New Null Space Results and Recovery Thresholds for Matrix Rank Minimization
Nuclear norm minimization (NNM) has recently gained significant attention for its use in rank minimization problems. Similar to compressed sensing, using null space characterizations, recovery thresholds for NNM have been studied in \cite{arxiv,Recht_Xu_Hassibi}. However simulations show that the thresholds are far from optimal, especially in the low rank region. In this paper we apply the recent analysis of Stojnic for compressed sensing \cite{mihailo} to the null space conditions of NNM. The resulting thresholds are significantly better and in particular our weak threshold appears to match with simulation results. Further our curves suggest for any rank growing linearly with matrix size $n$ we need only three times of oversampling (the model complexity) for weak recovery. Similar to \cite{arxiv} we analyze the conditions for weak, sectional and strong thresholds. Additionally a separate analysis is given for special case of positive semidefinite matrices. We conclude by discussing simulation results and future research directions.
💡 Research Summary
The paper addresses the problem of low‑rank matrix recovery via nuclear‑norm minimization (NNM), a convex surrogate for rank minimization that has become a cornerstone in many signal‑processing and machine‑learning applications. Earlier works—most notably the arXiv preprint and the Recht‑Xu‑Hassibi analysis—derived recovery thresholds by examining null‑space conditions of the measurement operator. Those analyses, however, relied on coarse geometric arguments (e.g., restricted isometry property) and consequently produced overly pessimistic bounds, especially when the target rank is a small fraction of the matrix dimension.
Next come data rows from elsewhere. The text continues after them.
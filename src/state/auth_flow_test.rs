use super::*;
use crate::net::profile::{ProfileError, single_row};
use crate::net::session::SessionListeners;
use crate::net::types::{ProfileRow, Role, SessionUser, User};
use std::sync::Mutex;
use tokio::sync::Notify;

// =========================================================================
// Fixtures
// =========================================================================

fn session(user_id: &str) -> Session {
    Session {
        access_token: format!("at-{user_id}"),
        refresh_token: "rt".to_owned(),
        expires_at: None,
        user: SessionUser { id: user_id.to_owned(), email: Some(format!("{user_id}@example.com")) },
    }
}

fn row(user_id: &str, role: Role) -> ProfileRow {
    ProfileRow {
        id: user_id.to_owned(),
        email: format!("{user_id}@example.com"),
        full_name: "Ada Lovelace".to_owned(),
        role,
        created_at: None,
    }
}

fn user(user_id: &str, role: Role) -> User {
    User::from(row(user_id, role))
}

/// Sink that applies actions to a plain state and keeps the action log.
#[derive(Clone, Default)]
struct RecordingStore {
    state: Arc<Mutex<AuthState>>,
    actions: Arc<Mutex<Vec<AuthAction>>>,
}

impl RecordingStore {
    fn snapshot(&self) -> AuthState {
        self.state.lock().unwrap().clone()
    }

    fn actions(&self) -> Vec<AuthAction> {
        self.actions.lock().unwrap().clone()
    }
}

impl AuthSink for RecordingStore {
    fn dispatch(&self, action: AuthAction) {
        self.actions.lock().unwrap().push(action.clone());
        self.state.lock().unwrap().apply(action);
    }
}

// =========================================================================
// MockSession
// =========================================================================

struct MockSession {
    current: Mutex<Result<Option<Session>, AuthError>>,
    sign_in: Mutex<Result<(), AuthError>>,
    sign_in_gate: Mutex<Option<Arc<Notify>>>,
    sign_up: Mutex<Result<(), AuthError>>,
    sign_out: Mutex<Result<(), AuthError>>,
    sign_up_calls: Mutex<Vec<(String, SignUpMetadata)>>,
    listeners: SessionListeners,
}

impl MockSession {
    fn new(current: Option<Session>) -> Self {
        Self {
            current: Mutex::new(Ok(current)),
            sign_in: Mutex::new(Ok(())),
            sign_in_gate: Mutex::new(None),
            sign_up: Mutex::new(Ok(())),
            sign_out: Mutex::new(Ok(())),
            sign_up_calls: Mutex::new(Vec::new()),
            listeners: SessionListeners::new(),
        }
    }
}

#[async_trait::async_trait(?Send)]
impl SessionClient for MockSession {
    async fn get_current_session(&self) -> Result<Option<Session>, AuthError> {
        self.current.lock().unwrap().clone()
    }

    fn on_session_change(&self) -> Subscription {
        self.listeners.subscribe()
    }

    async fn sign_in_with_password(&self, _email: &str, _password: &str) -> Result<(), AuthError> {
        let gate = self.sign_in_gate.lock().unwrap().clone();
        if let Some(gate) = gate {
            gate.notified().await;
        }
        self.sign_in.lock().unwrap().clone()
    }

    async fn sign_up(&self, email: &str, _password: &str, metadata: &SignUpMetadata) -> Result<(), AuthError> {
        self.sign_up_calls.lock().unwrap().push((email.to_owned(), metadata.clone()));
        self.sign_up.lock().unwrap().clone()
    }

    async fn sign_out(&self) -> Result<(), AuthError> {
        self.sign_out.lock().unwrap().clone()
    }
}

// =========================================================================
// MockProfiles
// =========================================================================

struct MockProfiles {
    rows: Vec<ProfileRow>,
    gate: Option<Arc<Notify>>,
}

impl MockProfiles {
    fn new(rows: Vec<ProfileRow>) -> Self {
        Self { rows, gate: None }
    }
}

#[async_trait::async_trait(?Send)]
impl ProfileStore for MockProfiles {
    async fn find_profile_by_id(&self, id: &str) -> Result<ProfileRow, ProfileError> {
        if let Some(gate) = &self.gate {
            gate.notified().await;
        }
        single_row(id, self.rows.iter().filter(|r| r.id == id).cloned().collect())
    }
}

fn service(client: &Arc<MockSession>, profiles: MockProfiles) -> AuthService<RecordingStore> {
    AuthService::new(client.clone(), Arc::new(profiles), RecordingStore::default())
}

// =========================================================================
// bootstrap
// =========================================================================

#[tokio::test]
async fn bootstrap_with_session_resolves_user() {
    let client = Arc::new(MockSession::new(Some(session("u-1"))));
    let svc = service(&client, MockProfiles::new(vec![row("u-1", Role::ZohoAdmin)]));

    svc.bootstrap().await;

    let state = svc.sink().snapshot();
    assert!(state.is_authenticated);
    assert!(!state.is_loading);
    assert_eq!(state.user, Some(user("u-1", Role::ZohoAdmin)));
    assert_eq!(state.session, Some(session("u-1")));
    assert!(state.error.is_none());
}

#[tokio::test]
async fn bootstrap_without_session_only_clears_loading() {
    let client = Arc::new(MockSession::new(None));
    let svc = service(&client, MockProfiles::new(vec![]));

    svc.bootstrap().await;

    let state = svc.sink().snapshot();
    assert!(!state.is_authenticated);
    assert!(!state.is_loading);
    assert_eq!(svc.sink().actions(), vec![AuthAction::SetLoading(false)]);
}

#[tokio::test]
async fn bootstrap_profile_failure_sets_error_and_clears_loading() {
    let client = Arc::new(MockSession::new(Some(session("u-1"))));
    let svc = service(&client, MockProfiles::new(vec![]));

    svc.bootstrap().await;

    let state = svc.sink().snapshot();
    assert_eq!(state.error.as_deref(), Some(INIT_FAILED_MESSAGE));
    assert!(!state.is_loading);
    assert!(state.user.is_none());
    // Session transition already authenticated; no user transition followed.
    assert!(state.is_authenticated);
}

#[tokio::test]
async fn bootstrap_session_query_failure_sets_init_error() {
    let client = Arc::new(MockSession::new(None));
    *client.current.lock().unwrap() = Err(AuthError::Transport("offline".to_owned()));
    let svc = service(&client, MockProfiles::new(vec![]));

    svc.bootstrap().await;

    let state = svc.sink().snapshot();
    assert_eq!(state.error.as_deref(), Some(INIT_FAILED_MESSAGE));
    assert!(!state.is_loading);
    assert!(!state.is_authenticated);
}

// =========================================================================
// session changes
// =========================================================================

#[tokio::test]
async fn signed_in_change_sets_session_then_user() {
    let client = Arc::new(MockSession::new(None));
    let svc = service(&client, MockProfiles::new(vec![row("u-2", Role::DispatchCoordinator)]));

    svc.handle_change(SessionChange { event: SessionEvent::SignedIn, session: Some(session("u-2")) })
        .await;

    assert_eq!(
        svc.sink().actions(),
        vec![
            AuthAction::SetSession(Some(session("u-2"))),
            AuthAction::SetUser(Some(user("u-2", Role::DispatchCoordinator))),
        ]
    );
}

#[tokio::test]
async fn token_refreshed_profile_failure_records_error() {
    let client = Arc::new(MockSession::new(None));
    let svc = service(&client, MockProfiles::new(vec![]));

    svc.handle_change(SessionChange { event: SessionEvent::TokenRefreshed, session: Some(session("u-3")) })
        .await;

    let state = svc.sink().snapshot();
    assert_eq!(state.error.as_deref(), Some(PROFILE_FAILED_MESSAGE));
    assert_eq!(state.session, Some(session("u-3")));
}

#[tokio::test]
async fn signed_out_change_resets_state() {
    let client = Arc::new(MockSession::new(Some(session("u-1"))));
    let svc = service(&client, MockProfiles::new(vec![row("u-1", Role::ZohoAdmin)]));
    svc.bootstrap().await;

    svc.handle_change(SessionChange { event: SessionEvent::SignedOut, session: None }).await;

    assert_eq!(svc.sink().snapshot(), AuthState { is_loading: false, ..AuthState::default() });
}

#[tokio::test]
async fn unrelated_events_are_ignored() {
    let client = Arc::new(MockSession::new(None));
    let svc = service(&client, MockProfiles::new(vec![]));

    svc.handle_change(SessionChange { event: SessionEvent::UserUpdated, session: Some(session("u-1")) })
        .await;

    assert!(svc.sink().actions().is_empty());
}

#[tokio::test]
async fn listener_applies_changes_until_unsubscribed() {
    let client = Arc::new(MockSession::new(None));
    let svc = service(&client, MockProfiles::new(vec![row("u-1", Role::CsiFieldWorker)]));
    let subscription = svc.subscribe();
    let handle = subscription.handle();
    assert_eq!(client.listeners.len(), 1);

    let driver = async {
        client.listeners.emit(SessionEvent::SignedIn, Some(session("u-1")));
        tokio::task::yield_now().await;
        handle.unsubscribe();
    };
    tokio::join!(svc.listen(subscription), driver);

    assert!(client.listeners.is_empty());
    assert_eq!(svc.sink().snapshot().user, Some(user("u-1", Role::CsiFieldWorker)));
}

#[tokio::test]
async fn sign_out_during_pending_profile_load_discards_stale_user() {
    let client = Arc::new(MockSession::new(Some(session("u-1"))));
    let gate = Arc::new(Notify::new());
    let profiles = MockProfiles { rows: vec![row("u-1", Role::ZohoAdmin)], gate: Some(gate.clone()) };
    let svc = service(&client, profiles);

    let interleave = async {
        tokio::task::yield_now().await;
        svc.handle_change(SessionChange { event: SessionEvent::SignedOut, session: None }).await;
        gate.notify_one();
    };
    tokio::join!(svc.bootstrap(), interleave);

    let state = svc.sink().snapshot();
    assert!(!state.is_authenticated);
    assert!(state.user.is_none());
    assert!(state.session.is_none());
    assert!(!state.is_loading);
    assert!(!svc.sink().actions().iter().any(|a| matches!(a, AuthAction::SetUser(_))));
}

// =========================================================================
// credential operations
// =========================================================================

#[tokio::test]
async fn login_failure_records_message_and_returns_error() {
    let client = Arc::new(MockSession::new(None));
    *client.sign_in.lock().unwrap() = Err(AuthError::Rejected("Invalid login credentials".to_owned()));
    let svc = service(&client, MockProfiles::new(vec![]));

    let result = svc.login("a@b.com", "wrong").await;

    assert_eq!(result, Err(AuthError::Rejected("Invalid login credentials".to_owned())));
    let state = svc.sink().snapshot();
    assert_eq!(state.error.as_deref(), Some("Invalid login credentials"));
    assert!(!state.is_loading);
}

#[tokio::test]
async fn login_success_clears_previous_error() {
    let client = Arc::new(MockSession::new(None));
    let svc = service(&client, MockProfiles::new(vec![]));
    svc.sink().dispatch(AuthAction::SetError(Some("old".to_owned())));

    svc.login("a@b.com", "pw").await.unwrap();

    let actions = svc.sink().actions();
    assert_eq!(
        actions[1..],
        [AuthAction::SetLoading(true), AuthAction::SetError(None), AuthAction::SetLoading(false)]
    );
    assert!(svc.sink().snapshot().error.is_none());
}

#[tokio::test]
async fn dropped_login_still_clears_loading() {
    let client = Arc::new(MockSession::new(None));
    *client.sign_in_gate.lock().unwrap() = Some(Arc::new(Notify::new()));
    let svc = service(&client, MockProfiles::new(vec![]));

    // Poll the login once so it parks on the gate, then drop it.
    tokio::select! {
        biased;
        _ = svc.login("a@b.com", "pw") => panic!("sign-in should still be pending"),
        () = std::future::ready(()) => {}
    }

    assert!(!svc.sink().snapshot().is_loading);
    assert_eq!(
        svc.sink().actions(),
        vec![AuthAction::SetLoading(true), AuthAction::SetError(None), AuthAction::SetLoading(false)]
    );
}

#[tokio::test]
async fn sign_up_passes_metadata_and_propagates_failure() {
    let client = Arc::new(MockSession::new(None));
    *client.sign_up.lock().unwrap() = Err(AuthError::Rejected("User already registered".to_owned()));
    let svc = service(&client, MockProfiles::new(vec![]));
    let metadata = SignUpMetadata { full_name: "Ada".to_owned(), role: Role::ThfcProductionOperator };

    let result = svc.sign_up("a@b.com", "pw", &metadata).await;

    assert!(result.is_err());
    assert_eq!(*client.sign_up_calls.lock().unwrap(), vec![("a@b.com".to_owned(), metadata)]);
    let state = svc.sink().snapshot();
    assert_eq!(state.error.as_deref(), Some("User already registered"));
    assert!(!state.is_loading);
}

#[tokio::test]
async fn logout_success_resets_state() {
    let client = Arc::new(MockSession::new(Some(session("u-1"))));
    let svc = service(&client, MockProfiles::new(vec![row("u-1", Role::ZohoAdmin)]));
    svc.bootstrap().await;

    svc.logout().await;

    assert_eq!(svc.sink().snapshot(), AuthState { is_loading: false, ..AuthState::default() });
    assert_eq!(svc.sink().actions().last(), Some(&AuthAction::SetLoading(false)));
}

#[tokio::test]
async fn logout_failure_is_recorded_not_returned() {
    let client = Arc::new(MockSession::new(Some(session("u-1"))));
    *client.sign_out.lock().unwrap() = Err(AuthError::Transport("offline".to_owned()));
    let svc = service(&client, MockProfiles::new(vec![row("u-1", Role::ZohoAdmin)]));
    svc.bootstrap().await;

    svc.logout().await;

    let state = svc.sink().snapshot();
    assert_eq!(state.error.as_deref(), Some("request failed: offline"));
    assert!(state.is_authenticated);
    assert!(!state.is_loading);
}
To close this gap, the authors import the high‑dimensional probabilistic geometry framework introduced by Stojnic for compressed sensing. Stojnic’s “escape through a mesh” technique quantifies the probability that a random Gaussian measurement matrix’s null space avoids intersecting a given convex cone by computing the cone’s Gaussian width. By translating the NNM null‑space condition into a cone‑avoidance problem—specifically, the tangent cone of the nuclear‑norm ball at a low‑rank matrix—the authors are able to evaluate the Gaussian width analytically as a function of matrix size (n) and rank (r).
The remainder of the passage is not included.